Dawood, MY, Khan-Dawood, FS
Prostaglandins & other lipid mediators. 2007;(1-2):146-53
Abstract
Eleven women with primary dysmenorrhea completed a randomized, double-blind, placebo-controlled, three-way cross-over study comparing 200 and 400mg suprofen. Menstrual fluid volume did not change. Mean+/-S.E.M. menstrual fluid PGF2a was significantly suppressed from 18.9+/-1.9 microg (placebo) to 10.9+/-1.7 and 9.3+/-2.1 microg with 200 and 400 mg suprofen, respectively (p=<0.005).

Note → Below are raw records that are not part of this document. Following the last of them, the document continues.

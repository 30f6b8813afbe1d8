//! Authoritative side of the synchronization protocol.

use std::sync::{Arc, Mutex, Weak};
use std::time::{Duration, Instant};

use crate::link::Link;
use crate::message::Message;
use crate::sync::{
    INVALID_OBJECT_ID, ObjectId, Replicated, SyncClass, SyncConnection, SyncOp, encode_members,
};
use crate::transport::ReliableTransport;

/// Default emission period for `Stream`-class members.
pub const DEFAULT_STREAM_SYNCHRONIZATION_PERIOD: Duration = Duration::from_millis(1000);

/// Pending delta for one object, collapsed across notifications.
#[derive(Debug, Clone, Copy, PartialEq, Eq)]
enum PendingOp {
    Create,
    Update,
    Destroy,
}

struct ServerObject {
    id: ObjectId,
    object: Weak<Mutex<dyn Replicated>>,
    has_stream: bool,
    last_stream_emit: Instant,
}

pub(crate) struct ServerState {
    objects: Vec<ServerObject>,
    links: Vec<Box<dyn SyncConnection>>,
    /// FIFO of first-time insertion, so delta emission order is
    /// deterministic.
    pending: Vec<(ObjectId, PendingOp)>,
    next_id: ObjectId,
    stream_period: Duration,
}

impl ServerState {
    fn pending_index(&self, id: ObjectId) -> Option<usize> {
        self.pending
            .iter()
            .position(|(pending_id, _)| *pending_id == id)
    }

    pub(crate) fn note_modified(&mut self, id: ObjectId) {
        if self.pending_index(id).is_none() {
            self.pending.push((id, PendingOp::Update));
        }
        // A pending Create already carries every member; a pending Update
        // stays an Update; a pending Destroy cannot be revived.
    }

    pub(crate) fn note_removed(&mut self, id: ObjectId) {
        self.objects.retain(|entry| entry.id != id);
        match self.pending_index(id) {
            Some(index) => match self.pending[index].1 {
                PendingOp::Update => self.pending[index].1 = PendingOp::Destroy,
                PendingOp::Create => {
                    // Never announced: the replicas must not hear about it.
                    self.pending.remove(index);
                }
                PendingOp::Destroy => {}
            },
            None => self.pending.push((id, PendingOp::Destroy)),
        }
    }

    fn serialize(&self, id: ObjectId, op: PendingOp) -> Option<Message> {
        let mut message = Message::new();
        match op {
            PendingOp::Create => {
                let entry = self.objects.iter().find(|entry| entry.id == id)?;
                let object = entry.object.upgrade()?;
                let mut object = object.lock().unwrap();
                message.push(&(SyncOp::Create as u8));
                message.push(&object.object_type_id());
                message.push(&id);
                encode_members(&mut *object, SyncOp::Create, &mut message);
            }
            PendingOp::Update => {
                let entry = self.objects.iter().find(|entry| entry.id == id)?;
                let object = entry.object.upgrade()?;
                let mut object = object.lock().unwrap();
                message.push(&(SyncOp::Update as u8));
                message.push(&id);
                encode_members(&mut *object, SyncOp::Update, &mut message);
            }
            PendingOp::Destroy => {
                message.push(&(SyncOp::Destroy as u8));
                message.push(&id);
            }
        }
        Some(message)
    }
}

/// The authoritative synchronizer.
///
/// Owns the registry of live objects (created through
/// [`create`](SynchronizerServer::create)), collapses change notifications
/// into at most one pending delta per object, and broadcasts the deltas to
/// every attached client link on each [`update`](SynchronizerServer::update)
/// tick. Attaching a client first sends it a catch-up snapshot: one create
/// message per live object, in creation order.
pub struct SynchronizerServer {
    state: Arc<Mutex<ServerState>>,
}

impl SynchronizerServer {
    /// Create a synchronizer with the default stream period.
    pub fn new() -> Self {
        SynchronizerServer {
            state: Arc::new(Mutex::new(ServerState {
                objects: Vec::new(),
                links: Vec::new(),
                pending: Vec::new(),
                next_id: INVALID_OBJECT_ID + 1,
                stream_period: DEFAULT_STREAM_SYNCHRONIZATION_PERIOD,
            })),
        }
    }

    /// Set the emission period for `Stream`-class members.
    pub fn set_stream_synchronization_period(&self, period: Duration) {
        self.state.lock().unwrap().stream_period = period;
    }

    /// Register `object` for synchronization.
    ///
    /// Assigns the object id and queues a create delta. The returned handle
    /// owns the object; dropping it queues the destroy delta.
    pub fn create<T: Replicated>(&self, object: T) -> SyncedHandle<T> {
        let mut object = object;
        let mut has_stream = false;
        for member in object.members() {
            // Fresh members all read as modified; consume the flags so the
            // first modify() reports actual mutations.
            member.take_modified();
            has_stream |= member.class() == SyncClass::Stream;
        }

        let shared = Arc::new(Mutex::new(object));
        let erased: Arc<Mutex<dyn Replicated>> = shared.clone();

        let mut state = self.state.lock().unwrap();
        let id = state.next_id;
        state.next_id += 1;
        state.objects.push(ServerObject {
            id,
            object: Arc::downgrade(&erased),
            has_stream,
            last_stream_emit: Instant::now(),
        });
        state.pending.push((id, PendingOp::Create));
        tracing::debug!(object_id = id, "object registered");

        SyncedHandle {
            id,
            object: shared,
            server: Arc::downgrade(&self.state),
        }
    }

    /// Attach a client link and send it the catch-up snapshot.
    ///
    /// Returns false when the link is already attached.
    pub fn add_client<T: ReliableTransport>(&self, link: &Link<T>) -> bool {
        let mut state = self.state.lock().unwrap();
        if state
            .links
            .iter()
            .any(|attached| attached.token() == SyncConnection::token(link))
        {
            return false;
        }

        for index in 0..state.objects.len() {
            let id = state.objects[index].id;
            if let Some(message) = state.serialize(id, PendingOp::Create) {
                link.send_sync(&message);
            }
        }

        tracing::debug!(objects = state.objects.len(), "client link attached");
        state.links.push(Box::new(link.clone()));
        true
    }

    /// Detach a client link. No protocol message is sent.
    pub fn remove_client<T: ReliableTransport>(&self, link: &Link<T>) -> bool {
        let mut state = self.state.lock().unwrap();
        let before = state.links.len();
        state
            .links
            .retain(|attached| attached.token() != SyncConnection::token(link));
        state.links.len() != before
    }

    /// Broadcast pending deltas to every attached client.
    ///
    /// Also records updates for objects whose stream period elapsed and
    /// drops links whose transport is no longer attached.
    pub fn update(&self) {
        let mut state = self.state.lock().unwrap();
        let now = Instant::now();

        // Stream-period ticks.
        let period = state.stream_period;
        let due: Vec<ObjectId> = state
            .objects
            .iter()
            .filter(|entry| {
                entry.has_stream && now.duration_since(entry.last_stream_emit) >= period
            })
            .map(|entry| entry.id)
            .collect();
        for id in due {
            state.note_modified(id);
        }

        let dropped = {
            let before = state.links.len();
            state.links.retain(|link| link.is_attached());
            before - state.links.len()
        };
        if dropped > 0 {
            tracing::debug!(dropped, "detached dead client links");
        }

        let pending = std::mem::take(&mut state.pending);
        for (id, op) in pending {
            let Some(message) = state.serialize(id, op) else {
                continue;
            };
            if matches!(op, PendingOp::Create | PendingOp::Update) {
                if let Some(entry) = state.objects.iter_mut().find(|entry| entry.id == id) {
                    entry.last_stream_emit = now;
                }
            }
            for link in &state.links {
                link.send_sync(&message);
            }
        }
    }

    /// Number of live objects.
    pub fn object_count(&self) -> usize {
        self.state.lock().unwrap().objects.len()
    }

    /// Number of attached client links.
    pub fn client_count(&self) -> usize {
        self.state.lock().unwrap().links.len()
    }
}

impl Default for SynchronizerServer {
    fn default() -> Self {
        Self::new()
    }
}

/// Owning handle to a server-side synchronized object.
///
/// The synchronizer keeps only a non-owning reference; dropping the handle
/// removes the object and queues the destroy delta for the replicas.
pub struct SyncedHandle<T: Replicated> {
    id: ObjectId,
    object: Arc<Mutex<T>>,
    server: Weak<Mutex<ServerState>>,
}

impl<T: Replicated> SyncedHandle<T> {
    /// The server-assigned object id.
    pub fn id(&self) -> ObjectId {
        self.id
    }

    /// Read the object.
    pub fn read<R>(&self, f: impl FnOnce(&T) -> R) -> R {
        f(&self.object.lock().unwrap())
    }

    /// Mutate the object.
    ///
    /// After the closure runs, mutated members are scanned: touching any
    /// `Dynamic` or `Stream` member schedules an update delta; a mutation
    /// limited to `Static` members schedules nothing.
    pub fn modify<R>(&self, f: impl FnOnce(&mut T) -> R) -> R {
        let (result, changed) = {
            let mut object = self.object.lock().unwrap();
            let result = f(&mut object);
            let mut changed = false;
            for member in object.members() {
                if member.take_modified() && member.class() != SyncClass::Static {
                    changed = true;
                }
            }
            (result, changed)
        };

        if changed {
            if let Some(server) = self.server.upgrade() {
                server.lock().unwrap().note_modified(self.id);
            }
        }
        result
    }
}

impl<T: Replicated> Drop for SyncedHandle<T> {
    fn drop(&mut self) {
        if let Some(server) = self.server.upgrade() {
            server.lock().unwrap().note_removed(self.id);
            tracing::debug!(object_id = self.id, "object removed");
        }
    }
}
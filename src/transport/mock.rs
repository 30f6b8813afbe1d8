//! In-memory transport pair for tests.
//!
//! [`MockTransport::pair`] yields two connected ends of a loopback byte
//! stream that honors the full [`ReliableTransport`] contract (ordering,
//! buffer limits, half-close) without touching the network or the reactor.
//! Delivery is synchronous and deterministic: bytes move to the peer's
//! receive queue during `send`, `shutdown` and the peer's drains.

use std::sync::{Arc, Mutex};

use tokio::sync::Notify;

use crate::endpoint::Endpoint;
use crate::error::{Error, Result};
use crate::message::Message;
use crate::transport::{ReliableTransport, StreamQueues, TransportConfig};

/// One end of an in-memory connected pair.
pub struct MockTransport {
    shared: Arc<MockShared>,
    side: usize,
}

impl Clone for MockTransport {
    fn clone(&self) -> Self {
        MockTransport {
            shared: self.shared.clone(),
            side: self.side,
        }
    }
}

struct MockShared {
    // One lock for both sides keeps cross-side delivery atomic.
    state: Mutex<[SideState; 2]>,
    events: [Arc<Notify>; 2],
}

struct SideState {
    queues: StreamQueues,
    connected: bool,
    fin_requested: bool,
    fin_sent: bool,
    fin_received: bool,
    closed: bool,
}

impl SideState {
    fn new(config: TransportConfig) -> Self {
        SideState {
            queues: StreamQueues::new(config),
            connected: true,
            fin_requested: false,
            fin_sent: false,
            fin_received: false,
            closed: false,
        }
    }
}

impl MockTransport {
    /// Create a connected pair with default limits.
    pub fn pair() -> (MockTransport, MockTransport) {
        Self::pair_with_config(TransportConfig::default())
    }

    /// Create a connected pair with explicit limits on both ends.
    pub fn pair_with_config(config: TransportConfig) -> (MockTransport, MockTransport) {
        let shared = Arc::new(MockShared {
            state: Mutex::new([SideState::new(config.clone()), SideState::new(config)]),
            events: [Arc::new(Notify::new()), Arc::new(Notify::new())],
        });
        (
            MockTransport {
                shared: shared.clone(),
                side: 0,
            },
            MockTransport { shared, side: 1 },
        )
    }

    /// Move bytes from `from`'s send queue into the peer's receive queue and
    /// propagate a drained half-close.
    fn deliver(state: &mut [SideState; 2], from: usize) -> bool {
        let (sender, receiver) = if from == 0 {
            let (a, b) = state.split_at_mut(1);
            (&mut a[0], &mut b[0])
        } else {
            let (a, b) = state.split_at_mut(1);
            (&mut b[0], &mut a[0])
        };

        let mut progressed = false;
        let n = receiver.queues.receive_room().min(sender.queues.send.len());
        if n > 0 {
            let bytes: Vec<u8> = sender.queues.send.drain(..n).collect();
            receiver.queues.push_received(&bytes);
            progressed = true;
        }
        if sender.queues.send.is_empty() && sender.fin_requested && !sender.fin_sent {
            sender.fin_sent = true;
            receiver.fin_received = true;
            progressed = true;
        }
        progressed
    }

    fn with_state<R>(&self, f: impl FnOnce(&mut [SideState; 2], usize) -> R) -> R {
        let mut state = self.shared.state.lock().unwrap();
        f(&mut state, self.side)
    }

    fn notify_peer(&self) {
        self.shared.events[1 - self.side].notify_one();
    }
}

impl ReliableTransport for MockTransport {
    fn connect(&self, _endpoint: Endpoint) -> Result<()> {
        // Pairs are born connected.
        Err(Error::AlreadyConnected)
    }

    fn is_connected(&self) -> bool {
        self.with_state(|state, side| state[side].connected)
    }

    fn send(&self, data: &[u8]) -> bool {
        if data.is_empty() {
            return false;
        }
        let accepted = self.with_state(|state, side| {
            let me = &mut state[side];
            if me.closed || me.fin_requested || !me.queues.send_fits(data.len()) {
                return false;
            }
            me.queues.enqueue_send(data);
            Self::deliver(state, side);
            true
        });
        if accepted {
            self.notify_peer();
        }
        accepted
    }

    fn receive(&self, buf: &mut [u8]) -> usize {
        let n = self.with_state(|state, side| {
            let n = state[side].queues.dequeue_receive(buf);
            // Freed room lets the peer's backlog through.
            Self::deliver(state, 1 - side);
            n
        });
        if n > 0 {
            self.shared.events[self.side].notify_one();
        }
        n
    }

    fn send_message(&self, message: &Message) -> bool {
        let oversized = self.with_state(|state, side| {
            message.len() > state[side].queues.config.maximum_block_size
        });
        if oversized {
            tracing::warn!(size = message.len(), "message exceeds maximum block size");
            return false;
        }
        self.send(&StreamQueues::frame(message))
    }

    fn receive_message(&self, message: &mut Message) -> usize {
        self.with_state(|state, side| {
            let consumed = state[side].queues.dequeue_frame(message);
            Self::deliver(state, 1 - side);
            consumed
        })
    }

    fn shutdown(&self) {
        self.with_state(|state, side| {
            if !state[side].fin_requested {
                state[side].fin_requested = true;
                Self::deliver(state, side);
            }
        });
        self.notify_peer();
    }

    fn local_has_shutdown(&self) -> bool {
        self.with_state(|state, side| state[side].fin_sent)
    }

    fn remote_has_shutdown(&self) -> bool {
        self.with_state(|state, side| state[side].fin_received)
    }

    fn bytes_to_send(&self) -> usize {
        self.with_state(|state, side| state[side].queues.send.len())
    }

    fn bytes_to_receive(&self) -> usize {
        self.with_state(|state, side| state[side].queues.receive.len())
    }

    fn can_send(&self, len: usize) -> bool {
        self.with_state(|state, side| {
            let me = &state[side];
            !me.closed && !me.fin_requested && me.queues.send_fits(len)
        })
    }

    fn clear_buffers(&self) {
        self.with_state(|state, side| {
            state[side].queues.clear();
            Self::deliver(state, 1 - side);
        });
    }

    fn close(&self) {
        self.with_state(|state, side| {
            if state[side].closed {
                return;
            }
            if !state[side].queues.send.is_empty() {
                tracing::warn!(
                    unsent = state[side].queues.send.len(),
                    "closing with unsent data"
                );
            }
            state[side].closed = true;
            state[side].connected = false;
            // The peer observes end-of-stream.
            state[1 - side].fin_received = true;
        });
        self.notify_peer();
    }

    fn local_endpoint(&self) -> Option<Endpoint> {
        None
    }

    fn remote_endpoint(&self) -> Option<Endpoint> {
        None
    }

    fn events(&self) -> Arc<Notify> {
        self.shared.events[self.side].clone()
    }
}

#[cfg(test)]
mod tests {
    use super::*;

    #[test]
    fn test_pair_moves_bytes_in_order() {
        let (a, b) = MockTransport::pair();
        assert!(a.send(b"hello "));
        assert!(a.send(b"world"));

        let mut buf = [0u8; 32];
        let n = b.receive(&mut buf);
        assert_eq!(&buf[..n], b"hello world");
        assert_eq!(b.receive(&mut buf), 0);
    }

    #[test]
    fn test_framed_message_roundtrip() {
        let (a, b) = MockTransport::pair();
        let mut message = Message::new();
        message.append(b"Hello World!\n");
        assert!(a.send_message(&message));

        let mut received = Message::new();
        assert_eq!(b.receive_message(&mut received), 17);
        assert_eq!(received.to_vec(), b"Hello World!\n");
    }

    #[test]
    fn test_half_close_after_drain() {
        let (a, b) = MockTransport::pair();
        assert!(a.send(b"tail"));
        a.shutdown();
        assert!(a.local_has_shutdown());
        assert!(b.remote_has_shutdown());
        assert!(!a.send(b"more"));

        let mut buf = [0u8; 8];
        assert_eq!(b.receive(&mut buf), 4);
        assert_eq!(&buf[..4], b"tail");
    }

    #[test]
    fn test_fin_waits_for_receiver_backpressure() {
        let config = TransportConfig {
            receive_hard_limit: 4,
            ..TransportConfig::default()
        };
        let (a, b) = MockTransport::pair_with_config(config);
        assert!(a.send(b"12345678"));
        a.shutdown();

        // Receiver still holds undelivered bytes: FIN not yet through.
        assert!(!a.local_has_shutdown());

        let mut buf = [0u8; 8];
        let mut got = Vec::new();
        while got.len() < 8 {
            let n = b.receive(&mut buf);
            got.extend_from_slice(&buf[..n]);
        }
        assert_eq!(got, b"12345678");
        assert!(a.local_has_shutdown());
        assert!(b.remote_has_shutdown());
    }

    #[test]
    fn test_flow_control_rejects_overflow() {
        let config = TransportConfig {
            send_hard_limit: 4,
            receive_hard_limit: 2,
            ..TransportConfig::default()
        };
        let (a, _b) = MockTransport::pair_with_config(config);
        // 2 delivered to the peer, 2 parked in the send queue.
        assert!(a.send(b"abcd"));
        assert_eq!(a.bytes_to_send(), 2);
        assert!(!a.send(b"efg"));
        assert!(a.send(b"ef"));
    }
}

PGE2 dropped from 7.8+/-0.9 to 4.6+/-0.8 and 4.6+/-1.1 microg (p=<0.05) and TxB2 from 17.5+/-4.3 to 7.5+/-2.9 and 3.6+/-1.3 microg (p=<0.01), respectively. 6-Keto PGF1a was significantly suppressed (2.7+/-0.4 to 1.9+/-0.5 microg, p=<0.025) with only 400 mg suprofen. Six subjects rated placebo poor and five fair to very good. In contrast, nine rated suprofen excellent to fair while two rated poor. Thus, suprofen was clinically effective but the differential suppression of prostanoids favors 200mg which spares 6-keto PGF1a.